Hope is not a strategy. Paperwork is.
The mood in queer circles lately feels like 2014 in reverse: marriage equality suddenly looks fragile, anti-trans bills dominate headlines, and one Supreme Court justice is openly inviting a do-over of Obergefell v. Hodges. Some families are packing their bags. But if you’re rooted in Arizona (or anywhere else) and your home is your biggest asset, a smart stack of legal and financial safeguards can let you sleep at night—without another cross-country move.

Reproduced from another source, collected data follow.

//! Persistence ports for snapshots, audit records and circuit state.

use std::future::Future;

use chrono::NaiveDate;

use crate::domain::{CircuitStatus, ExportAuditRecord, PublishedPick};
use crate::error::Result;

/// Storage operations for the locked snapshot.
pub trait SnapshotStore: Send + Sync {
    /// Atomically replace the date's whole partition with `rows`.
    ///
    /// All-or-nothing: a half-written day must never become visible.
    fn replace_day(
        &self,
        date: NaiveDate,
        rows: &[PublishedPick],
    ) -> impl Future<Output = Result<()>> + Send;

    /// Load the locked rows for a date.
    fn day(&self, date: NaiveDate) -> impl Future<Output = Result<Vec<PublishedPick>>> + Send;

    /// Load every graded (or voided) pick across all dates, for the
    /// win/loss aggregation layer.
    fn graded_history(&self) -> impl Future<Output = Result<Vec<PublishedPick>>> + Send;

    /// Delete a manual-sourced locked row so the locking mechanism cannot
    /// resurrect a removed manual pick. Returns whether a row was deleted.
    fn delete_manual(
        &self,
        date: NaiveDate,
        player_lookup: &str,
    ) -> impl Future<Output = Result<bool>> + Send;
}

/// Append-only audit trail of publish invocations.
pub trait AuditStore: Send + Sync {
    fn append(&self, record: &ExportAuditRecord) -> impl Future<Output = Result<()>> + Send;
}

impl<T: SnapshotStore> SnapshotStore for std::sync::Arc<T> {
    fn replace_day(
        &self,
        date: NaiveDate,
        rows: &[PublishedPick],
    ) -> impl Future<Output = Result<()>> + Send {
        (**self).replace_day(date, rows)
    }

    fn day(&self, date: NaiveDate) -> impl Future<Output = Result<Vec<PublishedPick>>> + Send {
        (**self).day(date)
    }

    fn graded_history(&self) -> impl Future<Output = Result<Vec<PublishedPick>>> + Send {
        (**self).graded_history()
    }

    fn delete_manual(
        &self,
        date: NaiveDate,
        player_lookup: &str,
    ) -> impl Future<Output = Result<bool>> + Send {
        (**self).delete_manual(date, player_lookup)
    }
}

impl<T: AuditStore> AuditStore for std::sync::Arc<T> {
    fn append(&self, record: &ExportAuditRecord) -> impl Future<Output = Result<()>> + Send {
        (**self).append(record)
    }
}

/// Durable mirror of circuit state for external monitoring.
///
/// Synchronous on purpose: it is called from inside the breaker's state
/// transitions, and the backing store is an embedded database.
pub trait CircuitStateStore: Send + Sync {
    /// Insert or update the row for `status.key`.
    fn upsert(&self, status: &CircuitStatus) -> Result<()>;

    /// All mirrored circuits, for operator tooling.
    fn load_all(&self) -> Result<Vec<CircuitStatus>>;
}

I am a REALTOR, not an attorney or an investment advisor. So always consult the appropriate licensed professional when you are making any chages to your legal and financial arrangements and assets. Here is a clear, non-alarmist checklist you can start on this week. I’ve weighted it toward real estate because most of us have more equity in our walls than in our 401(k)s, but the same logic applies to bank, brokerage, and business assets.
1. Re-check your deed—title language matters.
Arizona lets married couples hold property as “community
property with right of survivorship.”
• If that phrase is missing, the surviving spouse could face probate delays or
challenges if Obergefell fell and state law ever reverted.
• Unmarried partners can mimic the same protection with joint tenancy with
right of survivorship or, even cleaner, a revocable living trust
listing both of you as co-trustees and remainder beneficiaries.
Quick win: pull a copy of your recorded deed (Maricopa Recorder’s site) and verify the wording. Fixes require only a new “correction deed” plus modest filing fees.
2. Use Arizona’s “Beneficiary Deed” as a belt-and-suspenders.
Our state lets you record a Transfer-on-Death (TOD) deed—often called a Beneficiary Deed—naming anyone to receive the property automatically upon death (no probate, no contest). Even if federal recognition of your marriage vanished, a TOD deed keeps your house in the family you choose.
3. Solidify all estate documents (they trump state definitions).
- Wills & pour-over trusts – leave everything to each other and name contingent beneficiaries you trust.
- Durable financial powers of attorney – so your partner can sign mortgage, refinance, or sale papers if you’re incapacitated.
- Health-care proxies & HIPAA releases – key if hospitals or insurers ever decide your spouse “isn’t next of kin.”
- Disposition directives – who handles memorial and burial; this can be contested shockingly often.
Tip: Store PDFs in a secure cloud folder and one old-school fire-safe; share the password with each other.
4. Update every beneficiary designation—retirement & insurance.
IRAs, 401(k)s, life insurance, and even HSA accounts pass outside probate. List your partner, not “my spouse,” to pre-empt questions about marital validity. Re-do the forms after every life change—marriage, adoption, refinance.
5. Keep the mortgage future-proof.
• If only one of you is on the note (common when credit
scores differ), refinance or add the second borrower while rates are still
relatively low.
• Prefer a fixed-rate; an adjustable loan resets right when political
cycles can add economic stress.
• Secure a home-equity line now if you might need liquidity
later—lenders tighten during rights crises.
6. Guard your equity with insurance & exemptions.
- Homeowner’s policy: confirm both names appear as “named insureds.”
- Umbrella liability: priceless if activism, protests, or visibility invite lawsuits.
- Homestead exemption: Arizona shields up to $250k of equity from most creditors. File the simple form to lock it in.
7. Diversify domicile risk.
You don’t have to flee to Canada, but you can …
• Open a modest brokerage account in a queer-affirming state and mark it TOD to
your partner.
• If you own investment property, consider placing one door in a state with
stronger LGBTQ+ statutes (e.g., MA, CA, WA). That anchor gives you legal
leverage if federal rights wobble.
8. Build a six-month cash moat.
Discrimination can hit paychecks first (firings, contract cancellations). A liquid reserve lets you cover the mortgage while fighting or job-hunting—without a fire-sale listing.
9. Paper trail every family connection.
Adoption decrees, marriage license, birth certificates, shared utility bills—scan them. If a hostile clerk ever questions your status for a loan mod, you’ll have receipts.
10. Community is an asset: know your local allies.
• Lambda Legal Help Desk
• Trans Queer Pueblo (Phoenix)
• Equality Arizona
All offer legal clinics and rapid-response networks if property or employment
rights get challenged.
11. Stay politically & financially active.
The best “insurance policy” is a legislature and city council that won’t roll back your rights. Donate, volunteer, vote—because market value loves stability, and civil rights are a market force.
Final thought
You bought (or will buy) a home because you believe in rooting your life somewhere. That faith is worth protecting with the same care you use on termite inspections or rate shopping. Handle the paperwork now, then get back to using that backyard for Sunday brunches, not legal briefings.
Your dream house should feel like a fortress, not a question mark.